Q)  What was your most encouraging moment as an author?
A)  Having my daughter love Slave Trader. She was my first ever reader and I couldn’t believe how enthralled she was by it. She’d read a few chapters and then race in to discuss what my characters had done and the twists the story had taken. I remember picking her up from a three day music camp and the first thing she said to me was, ‘I couldn’t stop thinking about your book.’ If it wasn’t for her, I probably wouldn’t have published it.

Q)  What was your most discouraging moment as an author?
A)  Probably the most obvious – rejections from publishers. I feel this is the hardest and highest hurdle – actually finding a publisher to take you on. In a way, every rejection made me more determined. I knew there had to be someone out there who would like my story and be prepared to publish it. Thankfully my perseverance paid off and Wild Child Publishing gave me the chance.

     Q)  What’s your antidote to writer’s block?
       A)  I can’t say I’ve actually had a writer’s block. When I wrote my stories all those years ago, they just seemed to flow. Writing became my passion, and when I wasn’t writing, I was always thinking - plotting ideas and developing schemes and strategies to either strengthen my existing work or to create new ones. I couldn’t get my characters out of my head which I guess is why I had no trouble creating storylines. I never actually followed a plan so I never knew what was going to happen or how or where the story would turn, or end for that matter. If I did get to a point where I wasn’t sure which way to take the story, or if I found I’d led my characters into a tight situation, leaving it for a day or two always cleared my head and refreshed my ideas to find a solution.

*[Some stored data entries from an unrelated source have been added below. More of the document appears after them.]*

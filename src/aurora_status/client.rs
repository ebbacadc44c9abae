// aurora_status - Aurora visibility status from public space weather data
//
// Copyright 2022 Nick Pillitteri
//
// This program is free software: you can redistribute it and/or modify
// it under the terms of the GNU General Public License as published by
// the Free Software Foundation, either version 3 of the License, or
// (at your option) any later version.
//
// This program is distributed in the hope that it will be useful,
// but WITHOUT ANY WARRANTY; without even the implied warranty of
// MERCHANTABILITY or FITNESS FOR A PARTICULAR PURPOSE.  See the
// GNU General Public License for more details.
//
// You should have received a copy of the GNU General Public License
// along with this program.  If not, see <http://www.gnu.org/licenses/>.
//

use async_trait::async_trait;
use reqwest::header::{ACCEPT, USER_AGENT};
use reqwest::{Client, StatusCode, Url};
use std::error;
use std::fmt;

pub const DEFAULT_MET_API_URL: &str = "https://api.met.no/";
pub const DEFAULT_SWPC_API_URL: &str = "https://services.swpc.noaa.gov/";
pub const DEFAULT_PUSHOVER_API_URL: &str = "https://api.pushover.net/";

#[derive(Debug)]
pub enum ClientError {
    Internal(reqwest::Error),
    InvalidUrl(String),
    Unexpected(StatusCode, Url),
}

impl fmt::Display for ClientError {
    fn fmt(&self, f: &mut fmt::Formatter<'_>) -> fmt::Result {
        match self {
            Self::Internal(e) => write!(f, "{}", e),
            Self::InvalidUrl(u) => write!(f, "invalid base URL {}", u),
            Self::Unexpected(status, url) => write!(f, "unexpected status {} for {}", status, url),
        }
    }
}

impl error::Error for ClientError {
    fn source(&self) -> Option<&(dyn error::Error + 'static)> {
        match self {
            Self::Internal(e) => Some(e),
            _ => None,
        }
    }
}

/// Narrow capability for fetching the raw body of an upstream resource.
///
/// Readers only ever see bytes or a failure which keeps them testable with
/// canned payloads.
#[async_trait]
pub trait Fetch: Send + Sync {
    async fn fetch(&self, url: Url) -> Result<Vec<u8>, ClientError>;
}

/// URLs for each upstream provider, derived from a configurable base URL per host.
#[derive(Debug, Clone)]
pub struct Endpoints {
    met: Url,
    swpc: Url,
}

impl Endpoints {
    pub fn new(met_base: &str, swpc_base: &str) -> Result<Self, ClientError> {
        Ok(Endpoints {
            met: parse_base(met_base)?,
            swpc: parse_base(swpc_base)?,
        })
    }

    pub fn cloud_forecast(&self, lat: f64, lon: f64) -> Url {
        let mut url = with_path(&self.met, &["weatherapi", "locationforecast", "2.0", "compact"]);
        url.query_pairs_mut()
            .clear()
            .append_pair("lat", &lat.to_string())
            .append_pair("lon", &lon.to_string());
        url
    }

    pub fn ovation_grid(&self) -> Url {
        with_path(&self.swpc, &["json", "ovation_aurora_latest.json"])
    }

    pub fn kp_forecast(&self) -> Url {
        with_path(&self.swpc, &["products", "noaa-planetary-k-index-forecast.json"])
    }

    pub fn solar_wind(&self) -> Url {
        with_path(&self.swpc, &["products", "summary", "solar-wind-mag-field.json"])
    }
}

impl Default for Endpoints {
    fn default() -> Self {
        Endpoints {
            met: Url::parse(DEFAULT_MET_API_URL).expect("default MET URL is valid"),
            swpc: Url::parse(DEFAULT_SWPC_API_URL).expect("default SWPC URL is valid"),
        }
    }
}

pub(crate) fn parse_base(base: &str) -> Result<Url, ClientError> {
    let url = Url::parse(base).map_err(|_| ClientError::InvalidUrl(base.to_owned()))?;
    if url.cannot_be_a_base() {
        return Err(ClientError::InvalidUrl(base.to_owned()));
    }

    Ok(url)
}

pub(crate) fn with_path(base: &Url, segments: &[&str]) -> Url {
    let mut url = base.clone();
    {
        url.path_segments_mut()
            .map(|mut p| {
                p.clear().extend(segments);
            })
            .expect("base URL checked to be usable as a base");
    }

    url
}

/// `Fetch` implementation backed by a `reqwest::Client`.
///
/// Timeouts are configured on the wrapped client.
#[derive(Debug, Clone)]
pub struct HttpClient {
    client: Client,
}

impl HttpClient {
    pub const USER_AGENT: &'static str = concat!(
        "AuroraStatus/",
        env!("CARGO_PKG_VERSION"),
        " (",
        env!("CARGO_PKG_REPOSITORY"),
        ")"
    );
    const JSON_RESPONSE: &'static str = "application/json";

    pub fn new(client: Client) -> Self {
        HttpClient { client }
    }
}

#[async_trait]
impl Fetch for HttpClient {
    async fn fetch(&self, url: Url) -> Result<Vec<u8>, ClientError> {
        tracing::debug!(message = "making upstream request", url = %url);

        let res = self
            .client
            .get(url.clone())
            .header(USER_AGENT, Self::USER_AGENT)
            .header(ACCEPT, Self::JSON_RESPONSE)
            .send()
            .await
            .map_err(ClientError::Internal)?;

        let status = res.status();
        if status != StatusCode::OK {
            return Err(ClientError::Unexpected(status, url));
        }

        let body = res.bytes().await.map_err(ClientError::Internal)?;
        Ok(body.to_vec())
    }
}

Q)   Describe the typical writing day:
A)  I try and write every spare minute I can. Unfortunately with my day job, it can be hard to find the time, or at least the time I would like. I find writing early in the mornings is my best time, when my mind is clear. Most days I write a little before I head off to work. I might write for an hour or so after work and then again after dinner. The beauty of having a laptop is, I can still be with my family while I’m working.  If I’m not too busy on weekends, I try and squeeze in an hour or two, or more, and maybe a little bit more. The social side of publicizing my book now takes up a lot of my writing time so it’s a balancing game, but I feel it is necessary to promote, promote, promote. I guess I’m lucky I did all the leg work for my books back when I seemed to have more time. Now it’s a matter of polishing them ready for publication.

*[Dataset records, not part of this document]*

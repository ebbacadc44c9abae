// aurora_status - Aurora visibility status from public space weather data
//
// Copyright 2022 Nick Pillitteri
//
// This program is free software: you can redistribute it and/or modify
// it under the terms of the GNU General Public License as published by
// the Free Software Foundation, either version 3 of the License, or
// (at your option) any later version.
//
// This program is distributed in the hope that it will be useful,
// but WITHOUT ANY WARRANTY; without even the implied warranty of
// MERCHANTABILITY or FITNESS FOR A PARTICULAR PURPOSE.  See the
// GNU General Public License for more details.
//
// You should have received a copy of the GNU General Public License
// along with this program.  If not, see <http://www.gnu.org/licenses/>.
//

use crate::observation::Observation;
use serde::Serialize;
use std::fmt;

const CLEAR_SKY_MAX_COVERAGE: f64 = 50.0;

/// How worthwhile it is to go outside and look, in increasing order.
#[derive(Debug, Clone, Copy, PartialEq, Eq, PartialOrd, Ord, Hash)]
pub enum ConditionClass {
    DontBother,
    Possible,
    WorthChecking,
    GoNow,
}

impl ConditionClass {
    pub fn name(&self) -> &'static str {
        match self {
            Self::DontBother => "dont-bother",
            Self::Possible => "possible",
            Self::WorthChecking => "worth-checking",
            Self::GoNow => "go-now",
        }
    }

    /// Color used for this class in the persisted snapshot.
    ///
    /// The bottom band is "black" here while badges use "gray" for it.
    pub fn traffic_light(&self) -> TrafficLight {
        match self {
            Self::DontBother => TrafficLight::Black,
            Self::Possible => TrafficLight::Green,
            Self::WorthChecking => TrafficLight::Yellow,
            Self::GoNow => TrafficLight::Red,
        }
    }
}

impl fmt::Display for ConditionClass {
    fn fmt(&self, f: &mut fmt::Formatter<'_>) -> fmt::Result {
        f.write_str(self.name())
    }
}

#[derive(Debug, Clone, Copy, PartialEq, Eq, Serialize)]
#[serde(rename_all = "lowercase")]
pub enum TrafficLight {
    Red,
    Yellow,
    Green,
    Black,
}

impl fmt::Display for TrafficLight {
    fn fmt(&self, f: &mut fmt::Formatter<'_>) -> fmt::Result {
        let s = match self {
            Self::Red => "red",
            Self::Yellow => "yellow",
            Self::Green => "green",
            Self::Black => "black",
        };

        f.write_str(s)
    }
}

/// Fraction of the aurora expected to be visible through the given cloud coverage.
///
/// Coverage up to 50% (or unknown coverage) doesn't reduce visibility. Above that
/// visibility drops linearly to zero at full coverage. Out of range coverage is not
/// clamped here.
pub fn visibility_multiplier(cloud_coverage: Option<f64>) -> f64 {
    match cloud_coverage {
        Some(c) if c > CLEAR_SKY_MAX_COVERAGE => (100.0 - c) / CLEAR_SKY_MAX_COVERAGE,
        _ => 1.0,
    }
}

/// Visibility score (0-100, one decimal place) for an observation.
pub fn score(obs: &Observation) -> f64 {
    score_from(obs.aurora_point_probability, obs.cloud_coverage)
}

pub fn score_from(aurora_probability: Option<f64>, cloud_coverage: Option<f64>) -> f64 {
    let probability = match aurora_probability {
        Some(p) => p,
        None => return 0.0,
    };

    let raw = probability * visibility_multiplier(cloud_coverage);
    round_tenths(raw.clamp(0.0, 100.0))
}

pub fn classify(score: f64) -> ConditionClass {
    if score >= 50.0 {
        ConditionClass::GoNow
    } else if score >= 25.0 {
        ConditionClass::WorthChecking
    } else if score >= 10.0 {
        ConditionClass::Possible
    } else {
        ConditionClass::DontBother
    }
}

/// Round to one decimal place, ties to even.
pub(crate) fn round_tenths(v: f64) -> f64 {
    (v * 10.0).round_ties_even() / 10.0
}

Q)  From where do you draw your inspiration?
A)  When I started writing, I was inspired by the idea to create a heroine. Back then, there weren’t too many around, either in books or movies. Though there were plenty of tough front men heroes, not that I didn’t enjoy reading about them or watching them on the big screen, I thought it would be good to have a heroine take the lead for a change. I wanted someone who wouldn’t crumble at the first sign of trouble, someone strong in character and genuine in personality, and someone able to look after herself …hence Detective Billie McCoy stepped into my world.  Still my love for fast moving plots and plenty of action feeds my inspiration.  The aspect of unique friendships also adds its appeal. I have friendships which grow with each book. It is this unity that I feel shape my stories, encouraging my ideas and plots to work around a special camaraderie.  I’ve also based my stories around issues in society we don’t tend to hear about, although now they seemed to becoming more accurate than I ever envisaged, an example being the real life slavery stories spreading across the globe. When I wrote slave trader, I was writing pure fiction…or so I thought. Now there are more people in slavery than at any other time in history, and the industry makes $32 billion a year. It’s frightening.

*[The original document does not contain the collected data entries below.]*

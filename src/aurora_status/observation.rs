// aurora_status - Aurora visibility status from public space weather data
//
// Copyright 2022 Nick Pillitteri
//
// This program is free software: you can redistribute it and/or modify
// it under the terms of the GNU General Public License as published by
// the Free Software Foundation, either version 3 of the License, or
// (at your option) any later version.
//
// This program is distributed in the hope that it will be useful,
// but WITHOUT ANY WARRANTY; without even the implied warranty of
// MERCHANTABILITY or FITNESS FOR A PARTICULAR PURPOSE.  See the
// GNU General Public License for more details.
//
// You should have received a copy of the GNU General Public License
// along with this program.  If not, see <http://www.gnu.org/licenses/>.
//

use crate::client::{Endpoints, Fetch};
use crate::sources::{self, AuroraProbability, KpIndex, SolarWind};
use chrono::{DateTime, Utc};

/// Named place to assess aurora visibility for.
#[derive(Debug, Clone, PartialEq)]
pub struct Location {
    pub name: String,
    pub lat: f64,
    pub lon: f64,
}

impl Location {
    pub fn new<S: Into<String>>(name: S, lat: f64, lon: f64) -> Self {
        Location {
            name: name.into(),
            lat,
            lon,
        }
    }
}

/// Values collected from every upstream source during a single run.
///
/// Any field may be absent when its source failed or didn't have a usable value.
#[derive(Debug, Clone, PartialEq)]
pub struct Observation {
    pub cloud_coverage: Option<f64>,
    pub aurora_point_probability: Option<f64>,
    pub aurora_region_probability: Option<f64>,
    pub kp_current: Option<f64>,
    pub kp_plus_3h: Option<f64>,
    pub kp_plus_6h: Option<f64>,
    pub bz: Option<f64>,
    pub bt: Option<f64>,
    pub fetched_at: DateTime<Utc>,
}

impl Observation {
    pub fn from_sources(
        cloud_coverage: Option<f64>,
        aurora: AuroraProbability,
        kp: KpIndex,
        wind: SolarWind,
        fetched_at: DateTime<Utc>,
    ) -> Self {
        Observation {
            cloud_coverage,
            aurora_point_probability: aurora.point,
            aurora_region_probability: aurora.region,
            kp_current: kp.current,
            kp_plus_3h: kp.plus_3h,
            kp_plus_6h: kp.plus_6h,
            bz: wind.bz,
            bt: wind.bt,
            fetched_at,
        }
    }
}

/// Read every source for the given location and combine the results.
///
/// Sources are read concurrently and independently. A failing source only leaves its
/// own fields absent.
pub async fn collect<F>(fetcher: &F, endpoints: &Endpoints, location: &Location) -> Observation
where
    F: Fetch + ?Sized,
{
    let (clouds, aurora, kp, wind) = tokio::join!(
        sources::read_cloud_coverage(fetcher, endpoints, location.lat, location.lon),
        sources::read_aurora_probability(fetcher, endpoints, location.lat, location.lon),
        sources::read_kp_index(fetcher, endpoints),
        sources::read_solar_wind(fetcher, endpoints),
    );

    tracing::info!(message = "cloud coverage", percent = ?clouds);
    tracing::info!(message = "aurora probability", point = ?aurora.point, region = ?aurora.region);
    tracing::info!(message = "kp index", current = ?kp.current, plus_3h = ?kp.plus_3h, plus_6h = ?kp.plus_6h);
    tracing::info!(message = "solar wind", bz = ?wind.bz, bt = ?wind.bt);

    Observation::from_sources(clouds, aurora, kp, wind, Utc::now())
}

Q)  Tell us about your latest book:
A)  Slave Trader – In the Name of Freedom was released in May this year with Wild Child Publishing. It is a fast paced action adventure based on a modern day slavery racket run by a crooked cop, Captain Bates, the chief of Missing Persons. For the past three years, he has secretly abducted young attractive prostitutes and destitute women, choosing only those who hold a prison record and won’t be missed from society. With the help of his sidekick, Mrs Bland, a cruel burly woman whose job it is to keep the prisoners in line, he transports his victims from Sydney to the far north of Queensland along the edge of the desert to sell as sex slaves to overseas buyers.  The main character Detective Billie McCoy, a member of an elite undercover squad, is on assignment when she stumbles across one of Bates’ abductions. Taking the risk of jeopardising her own mission, she goes to the aid of the misfortunate girl, Jane Walker. Well trained in self-defence and experienced in many different styles of combat, Billie has no trouble overpowering Jane’s two assailants. Before she can get her out safely, Bates and reinforcements arrive. Here are two cops - both well respected throughout the force - now in opposite circumstances, now forced to turn on the other.  Plunged into a web of corruption and evil, not only does Billie have to contend with the slave traders, but her fellow prisoners – all who hate cops. Entrapped in the back of a truck with six women already on edge due to the distressing situation, they make it clear they want nothing to do with Billie after learning her status. The detective is forced to defend herself both verbally and physically against them, as well as Mrs Bland on their trek north.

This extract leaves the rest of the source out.